I’ve always been bad at starting and following through with a blog. Not because I don’t want to follow through. Honestly, I don’t know why I don’t follow through. But one of my new years resolutions, and part of my bucket list is to start and actively post on a Blog, Vlog, or both. I never know how to start these things, however, I have found the following image to aid in my blog posts for the next month.
Day 1: Introduce yourself. What illnesses do you have? How long have you had them?
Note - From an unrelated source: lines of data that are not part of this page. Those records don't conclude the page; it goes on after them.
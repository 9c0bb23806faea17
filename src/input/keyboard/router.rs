use log::debug;

use crate::input::keys::KeyCoded;
use crate::input::modifiers::ModifierMask;
use crate::input::sink::KeyboardSink;

/// Routes key presses to the keyboard sink with latched modifier context.
///
/// Modifier keys behave as toggles: pressing one flips its bit, releasing it
/// does nothing. Every other key is forwarded as a down/up pair carrying the
/// mask at that moment. The mask held here is the only record of which
/// modifiers are active; UI highlighting reads [`is_modifier_enabled`].
///
/// [`is_modifier_enabled`]: KeyboardModifierRouter::is_modifier_enabled
pub struct KeyboardModifierRouter<K> {
    sink: K,
    modifiers: ModifierMask,
}

impl<K: KeyboardSink> KeyboardModifierRouter<K> {
    pub fn new(sink: K) -> Self {
        Self {
            sink,
            modifiers: ModifierMask::empty(),
        }
    }

    pub fn sink(&self) -> &K {
        &self.sink
    }

    /// Current modifier bitmask.
    pub fn modifiers(&self) -> ModifierMask {
        self.modifiers
    }

    pub fn is_modifier_enabled(&self, key: &KeyCoded) -> bool {
        ModifierMask::for_key_code(key.code()).is_some_and(|bit| self.modifiers.contains(bit))
    }

    pub fn key_pressed(&mut self, key: &KeyCoded) {
        if key.is_keyset_toggle() {
            return;
        }
        if key.is_modifier() {
            let enabled = !self.is_modifier_enabled(key);
            self.toggle_modifier(key, enabled);
        } else {
            self.sink.key_down(key.code(), self.modifiers);
        }
    }

    pub fn key_released(&mut self, key: &KeyCoded) {
        if key.is_modifier() || key.is_keyset_toggle() {
            return;
        }
        self.sink.key_up(key.code(), self.modifiers);
    }

    /// Sets a modifier's latch and reports the transition downstream.
    ///
    /// Codes that own no modifier bit are ignored.
    fn toggle_modifier(&mut self, key: &KeyCoded, enabled: bool) {
        let Some(bit) = ModifierMask::for_key_code(key.code()) else {
            debug!("Key {} ({}) is not a recognized modifier", key.label(), key.code());
            return;
        };

        self.modifiers.set(bit, enabled);
        debug!(
            "Modifier {} {} (mask {:#04x})",
            key.label(),
            if enabled { "latched" } else { "released" },
            self.modifiers.bits()
        );

        if enabled {
            self.sink.key_down(key.code(), self.modifiers);
        } else {
            self.sink.key_up(key.code(), self.modifiers);
        }
    }

    /// Unlatches every modifier, sending a key-up for each so the sink's
    /// view ends at an empty mask too.
    pub fn reset(&mut self) {
        for (bit, code) in ModifierMask::LATCHABLE {
            if self.modifiers.contains(bit) {
                self.modifiers.remove(bit);
                debug!("Modifier {} released on reset", code);
                self.sink.key_up(code, self.modifiers);
            }
        }
    }
}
So let me start by “briefly” introducing myself. My name is Megan. I turned 27 at the beginning of January. I am also a chronic illness warrior. I was going to school for Psychology with the hope of going to medical school, when I originally got sick (at 21). Initially, I experienced multiple episodes of fainting on a daily basis. After 7 months of fighting, going from Dr. to Dr., and traveling to the Cleveland Clinic, I was diagnosed with a form of Dysautonomia, called Postural Orthostatic Tachycardia Syndrom (POTS). Dysautonomia, for anyone who doesn’t know, is a dysfunction of the Autonomic Nervous System (ANS). The ANS regulates the involuntary, automatic functions of the body. As such, I cannot effectively regulate my heart rate, blood pressure, body temperature, and digestion. When I stand my heart rate increases, and my blood pressure drops, and I faint. Because of this, and severe weakness I am left wheelchair bound. My condition was well controlled until May 2016 when I started struggling to eat. I progressively deteriorated over the next few months. First, I could only take in small amounts of specific solid foods, then I could only take in liquids, then only clear liquids, and now I am unable to take in anything orally without severe nausea and vomiting. Over a period of 4 months, I lost nearly 70lbs. I failed treatment after treatment, and am now fully dependent on Total Parenteral Nutrition (TPN). TPN is a way of hydrating and nourishing a person through their veins, completely bypassing the digestive system. TPN is amazing in that it has kept me alive, but it is not without risks. TPN is very high in sugar contents, and as such has a very high risk of sepsis (a severe, potentially deadly, infection in the blood). In the 4-5 months that I have been on TPN, I have developed sepsis twice. Additionally, in the long run, TPN can also cause liver damage or failure.
it gets difficult coping with all of these conditions at such a young age. Most days I do well coping, but as one can imagine, it gets difficult at times. I’m hoping I can maintain this blog not only for myself as another skill in my big book of coping mechanisms, but also to reach out to others experiencing health issues.